You might have come across a situation where your code is working in your machine, but when you build and deploy to another machine or server it breaks. This is the main issue docker is trying to solve.
What is Docker?
The idea of docker is to give a comprehensive abstraction layer to applications, so that developers can develop and run their applications without worrying about underlying infrastructure. Docker is an open source project to pack, ship and run any application as a lightweight container.
Note: A container is a standard unit of software that packages up code and all its dependencies so the application runs quickly and reliably from one computing environment to another
So this is similar to virtual machines like VMware or VirtualBox? The answer is NO. There are a lot of differences. The main difference being docker provides an OS-level virtualization. It shares the OS, Linux kernel, across applications. On the other hand VMware(or other virtual machines) virtualizes hardware. We have to mount an OS to the virtual machine before running the applications. This leads to two issues, OS takes a lot of memory and storage spaces. It also utilizes more CPU which are valuable resources.

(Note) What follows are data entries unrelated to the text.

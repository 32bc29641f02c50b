//! Main redaction engine
//!
//! This module provides the core [`RedactionEngine`] that orchestrates PII
//! detection, conflict resolution, and rewriting over a single in-memory
//! string.
//!
//! # Architecture
//!
//! The engine coordinates three components:
//! - **Detectors**: independent pattern scanners, one per enabled PII type
//! - **Resolver**: first-fit selection of a non-overlapping match subset
//! - **Rewriter**: offset-tracked substitution of redaction tokens
//!
//! # Examples
//!
//! ```
//! use cloak::redaction::{RedactionEngine, RedactionOptions};
//!
//! # fn example() -> anyhow::Result<()> {
//! let engine = RedactionEngine::new(RedactionOptions::default())?;
//! let result = engine.redact("Email: a@b.com")?;
//! println!("Found {} matches", result.total_matches());
//! # Ok(())
//! # }
//! ```

use crate::domain::{CloakError, Result};
use crate::redaction::{
    detector::{
        address::AddressDetector,
        email::EmailDetector,
        name::NameDetector,
        phone::{PhoneDetector, PhoneRegion},
        PiiDetector,
    },
    models::{PiiMatch, PiiType, RedactionOptions, RedactionResult},
    resolver, rewriter,
};
use std::collections::HashMap;

/// Main redaction engine
///
/// Synchronous and stateless: every call runs detection, resolution, and
/// rewriting from scratch over the given text and retains nothing. Detectors
/// are pure, so the engine can be shared across threads behind an `Arc`.
pub struct RedactionEngine {
    options: RedactionOptions,
    detectors: Vec<Box<dyn PiiDetector>>,
}

impl std::fmt::Debug for RedactionEngine {
    fn fmt(&self, f: &mut std::fmt::Formatter<'_>) -> std::fmt::Result {
        f.debug_struct("RedactionEngine")
            .field("options", &self.options)
            .field("detectors", &self.detectors.len())
            .finish()
    }
}

impl RedactionEngine {
    /// Create a new engine for the default phone region
    ///
    /// # Errors
    ///
    /// Returns a configuration error when `options.enabled_types` is empty,
    /// or a detection error when a detector pattern fails to compile.
    pub fn new(options: RedactionOptions) -> Result<Self> {
        Self::with_region(options, PhoneRegion::default())
    }

    /// Create a new engine with an explicit default phone region
    pub fn with_region(options: RedactionOptions, region: PhoneRegion) -> Result<Self> {
        options
            .validate()
            .map_err(CloakError::Configuration)?;

        // Fixed priority order; the resolver's tie-breaking depends on it
        let mut detectors: Vec<Box<dyn PiiDetector>> = Vec::new();
        for pii_type in PiiType::priority_order() {
            if !options.is_enabled(pii_type) {
                continue;
            }
            let detector: Box<dyn PiiDetector> = match pii_type {
                PiiType::Email => Box::new(
                    EmailDetector::new().map_err(|e| CloakError::Detection(e.to_string()))?,
                ),
                PiiType::Phone => Box::new(
                    PhoneDetector::with_region(region)
                        .map_err(|e| CloakError::Detection(e.to_string()))?,
                ),
                PiiType::Name => Box::new(
                    NameDetector::new().map_err(|e| CloakError::Detection(e.to_string()))?,
                ),
                PiiType::Address => Box::new(
                    AddressDetector::new().map_err(|e| CloakError::Detection(e.to_string()))?,
                ),
            };
            detectors.push(detector);
        }

        Ok(Self { options, detectors })
    }

    /// Detect and redact PII in `text`
    ///
    /// # Errors
    ///
    /// Returns a validation error for empty or whitespace-only input. PII
    /// detection itself never fails: malformed candidates are skipped.
    pub fn redact(&self, text: &str) -> Result<RedactionResult> {
        let surviving = self.scan(text)?;

        let redacted_text = rewriter::rewrite(
            text,
            &surviving,
            self.options.style,
            self.options.mask_char,
        );

        let mut summary: HashMap<PiiType, usize> = HashMap::new();
        for m in &surviving {
            *summary.entry(m.pii_type).or_insert(0) += 1;
        }

        tracing::debug!(
            matches = surviving.len(),
            style = %self.options.style,
            "Redaction complete"
        );

        Ok(RedactionResult {
            original_text: text.to_string(),
            redacted_text,
            matches: surviving,
            summary,
        })
    }

    /// Detect PII in `text` without rewriting
    ///
    /// Runs every enabled detector and conflict resolution, returning the
    /// surviving matches in ascending start order.
    pub fn scan(&self, text: &str) -> Result<Vec<PiiMatch>> {
        if text.trim().is_empty() {
            return Err(CloakError::Validation(
                "Input text is empty or whitespace-only".to_string(),
            ));
        }

        let mut collected = Vec::new();
        for detector in &self.detectors {
            let matches = detector.detect(text);
            tracing::trace!(
                pii_type = %detector.pii_type(),
                count = matches.len(),
                "Detector pass complete"
            );
            collected.extend(matches);
        }

        debug_assert!(
            collected
                .iter()
                .all(|m| m.start < m.end && m.end <= text.len()),
            "detector emitted a match with invalid offsets"
        );

        let surviving = resolver::resolve(collected);

        debug_assert!(
            surviving.windows(2).all(|w| w[0].end <= w[1].start),
            "resolved match set is not non-overlapping and ascending"
        );

        Ok(surviving)
    }

    /// Redact a batch of pre-extracted documents
    ///
    /// Fail-safe: a document that fails (e.g. empty after extraction) is
    /// logged and skipped, and never aborts the rest of the batch.
    pub fn redact_batch(&self, documents: &[String]) -> Vec<RedactionResult> {
        let mut results = Vec::with_capacity(documents.len());

        for document in documents {
            match self.redact(document) {
                Ok(result) => results.push(result),
                Err(e) => {
                    tracing::error!(error = %e, "Failed to redact document");
                    continue;
                }
            }
        }

        results
    }

    /// The options this engine was built with
    pub fn options(&self) -> &RedactionOptions {
        &self.options
    }
}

So next question is how docker is doing it? It is simple, docker uses a Linux kernel under the hood. You see, there are different Linux OS Debian, arch, Ubuntu, Mint, Red Hat etc. but all of them shares Linux Kernel. So what docker does is it assumes that we are building our app in a Linux machine, and it communicates to the Linux Kernel for different resources like storage, network etc.
Wait, Wait, Wait. I’m using Mac, are you saying that I can’t use docker? No. For mac & Windows systems we can install Docker for windows or Docker for Max, in which there is a mechanism to communicate with docker engine (will discuss this in later parts)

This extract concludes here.